So having sex when you don't want to have sex can give people the same psychological effects as SA survivors. I'm not saying that you have to be leaping for joy to have sex every time - you can feel like, 'oh I'm not sure about x thing but lets try it', 'I'm a bit tired but feel ok with this', or even, 'this is a bit boring but it makes me feel happy to see my partner happy'. When it becomes a problem is when you genuinely don't want to do something, and you still do it anyway. For example, when you feel really exhausted, or stressed, or you just really don't enjoy a specific sexual move.
It can technically actually be assault, depending on whether or not your partner believes you to be consenting. For example, you might not want to have sex, but pretend to want to have sex because you hate confrontation. Or you might say, 'yeah sure, I'm a bit tired but this sounds good to me', so telling them that while you aren't massively enthusiastic you're still good with what's going on. This is what I used to do, and while it's a crap situation, it's not SA because my sexual partner genuinely believed I was consenting. However, it still really fucked me up - I'm an assault victim so when I had sex (which I didn't want to have) I was reliving my assault, which traumatised me further.

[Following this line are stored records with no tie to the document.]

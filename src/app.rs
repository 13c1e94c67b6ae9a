//! App Core for Dark Browser.
//!
//! Central struct wiring the settings store, the tab manager and the download
//! manager to the host collaborators, and running the startup and shutdown
//! sequences.

use std::path::{Path, PathBuf};

use tracing::info;

use crate::host::{DownloadHandle, NotificationSink, RenderEngine, ShellUi};
use crate::managers::download_manager::{DownloadManager, DownloadManagerTrait};
use crate::managers::tab_manager::{TabManager, TabManagerTrait};
use crate::platform;
use crate::services::scheme_handler::{self, SchemeContext, SchemeResponse};
use crate::services::settings_engine::{SettingsEngine, SettingsEngineTrait, SharedSettings};
use crate::types::errors::{DownloadError, SettingsError};

/// On-disk locations used by the app.
#[derive(Debug, Clone, PartialEq, Eq)]
pub struct AppPaths {
    pub settings_file: PathBuf,
    pub history_file: PathBuf,
    pub download_dir: PathBuf,
}

impl AppPaths {
    /// Platform directories, honoring the `DARKBROWSER_*_DIR` overrides.
    pub fn from_env() -> Self {
        Self {
            settings_file: platform::get_config_dir().join("settings.json"),
            history_file: platform::get_data_dir().join("downloads.json"),
            download_dir: platform::get_downloads_dir(),
        }
    }

    /// Everything under one directory. Used by tests and portable setups.
    pub fn in_dir(dir: &Path) -> Self {
        Self {
            settings_file: dir.join("settings.json"),
            history_file: dir.join("downloads.json"),
            download_dir: dir.join("Downloads"),
        }
    }
}

/// Central application struct holding all managers.
pub struct App {
    pub settings: SharedSettings,
    pub tab_manager: TabManager,
    pub download_manager: DownloadManager,
}

impl App {
    pub fn new(
        paths: AppPaths,
        engine: Box<dyn RenderEngine>,
        ui: Box<dyn ShellUi>,
        sink: Box<dyn NotificationSink>,
    ) -> Self {
        let settings = SettingsEngine::open_shared(Some(paths.settings_file));
        let tab_manager = TabManager::new(engine, ui, settings.clone());
        let download_manager =
            DownloadManager::new(paths.history_file, paths.download_dir, sink, settings.clone());

        Self {
            settings,
            tab_manager,
            download_manager,
        }
    }

    /// Startup sequence: restore the previous session, or open Home.
    pub fn startup(&mut self) {
        let session = self.tab_manager.session_manager().load_or_none();
        self.tab_manager.restore_session(session);
        info!(tabs = self.tab_manager.tab_count(), "Dark Browser started");
    }

    /// Shutdown sequence: pause running downloads and save the session.
    pub fn shutdown(&mut self) {
        if self.download_manager.has_active_downloads() {
            info!("Pausing active downloads before exit");
            self.download_manager.pause_all();
        }
        self.tab_manager.persist_session();
        info!("Dark Browser stopped");
    }

    /// Restores default settings while keeping the open tabs as the session.
    pub fn reset_settings(&mut self) -> Result<(), SettingsError> {
        let result = self.settings.borrow_mut().reset();
        self.tab_manager.on_settings_reset();
        result
    }

    /// Registers a download offered by the engine; returns its id.
    pub fn download_requested(
        &mut self,
        name: &str,
        total: Option<u64>,
        handle: Box<dyn DownloadHandle>,
    ) -> String {
        self.download_manager.on_download_requested(name, total, handle)
    }

    /// Reveals the folder holding a download in the desktop file manager.
    pub fn show_download(&mut self, id: &str) -> Result<PathBuf, DownloadError> {
        let folder = self.download_manager.show(id)?;
        self.tab_manager.ui_mut().reveal_folder(&folder);
        Ok(folder)
    }

    /// Answers a `dark://` request from the render engine.
    pub fn handle_scheme_request(&mut self, url: &str) -> SchemeResponse {
        let mut revealed: Option<PathBuf> = None;
        let mut reveal = |folder: &Path| revealed = Some(folder.to_path_buf());
        let response = scheme_handler::respond(
            url,
            &mut SchemeContext {
                settings: &self.settings,
                downloads: &mut self.download_manager,
                favorites: self.tab_manager.favorites(),
                reveal_folder: &mut reveal,
            },
        );
        if let Some(folder) = revealed {
            self.tab_manager.ui_mut().reveal_folder(&folder);
        }
        response
    }
}
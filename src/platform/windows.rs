// Dark Browser platform paths for Windows
// Config:    %APPDATA%/DarkBrowser
// Data:      %APPDATA%/DarkBrowser
// Downloads: %USERPROFILE%/Downloads

use std::env;
use std::path::PathBuf;

pub fn get_config_dir() -> PathBuf {
    let appdata =
        env::var("APPDATA").unwrap_or_else(|_| String::from("C:\\Users\\Default\\AppData\\Roaming"));
    PathBuf::from(appdata).join("DarkBrowser")
}

pub fn get_data_dir() -> PathBuf {
    get_config_dir()
}

pub fn get_downloads_dir() -> PathBuf {
    let profile =
        env::var("USERPROFILE").unwrap_or_else(|_| String::from("C:\\Users\\Default"));
    PathBuf::from(profile).join("Downloads")
}
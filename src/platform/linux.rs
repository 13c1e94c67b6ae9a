// Dark Browser platform paths for Linux
// Config:    ~/.config/darkbrowser
// Data:      ~/.local/share/darkbrowser
// Downloads: $XDG_DOWNLOAD_DIR or ~/Downloads

use std::env;
use std::path::PathBuf;

fn home_dir() -> PathBuf {
    PathBuf::from(env::var("HOME").unwrap_or_else(|_| String::from("/tmp")))
}

/// Uses `$XDG_CONFIG_HOME/darkbrowser` if set, otherwise `~/.config/darkbrowser`.
pub fn get_config_dir() -> PathBuf {
    xdg_or(env::var("XDG_CONFIG_HOME").ok(), &[".config"])
}

/// Uses `$XDG_DATA_HOME/darkbrowser` if set, otherwise `~/.local/share/darkbrowser`.
pub fn get_data_dir() -> PathBuf {
    xdg_or(env::var("XDG_DATA_HOME").ok(), &[".local", "share"])
}

pub fn get_downloads_dir() -> PathBuf {
    match env::var("XDG_DOWNLOAD_DIR") {
        Ok(dir) if !dir.is_empty() => PathBuf::from(dir),
        _ => home_dir().join("Downloads"),
    }
}

fn xdg_or(xdg: Option<String>, fallback: &[&str]) -> PathBuf {
    match xdg {
        Some(base) if !base.is_empty() => PathBuf::from(base).join("darkbrowser"),
        _ => {
            let mut path = home_dir();
            for part in fallback {
                path.push(part);
            }
            path.join("darkbrowser")
        }
    }
}
// UI layer: bridges between the core and the external host process.

pub mod event_bridge;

However, if you've said to your partner, 'I'm not really feeling like sex' and they keep pressuring you ('why not', 'you're a horrible partner for not doing this for me', 'I deserve this', 'come on, it will only take 5 minutes'), then it is actually sexual assault because your sexual partner KNOWS you don't want to have sex, and you're only having sex b/c they keep pressuring you. Basically, it's SA if you've communicated that you don't want to have sex and they keep pushing you. In your case, I'm not saying this for a fact, but if he's unkind to you/sulky/rude to you if you don't sleep with him, this could technically count as sexual coercion (forcing someone into sex through pressure - in this case, the pressure of his negative reaction) depending on how intense his reaction is. It might be worth looking into this?
It's really good that you aren't experiencing any negative symptoms, I'm really glad about that. I still don't think it's a healthy situation to be in, for you. You should enjoy sex as well, and you should feel like you're able to say 'no' without any negative consequence. I really don't want to cause offence or suggest that your partner is abusive, and it could genuinely just be that you aren't communicating. But the phrase 'the household is happier' if you have sex with him did set off alarm bells in my head, so I felt I should say something.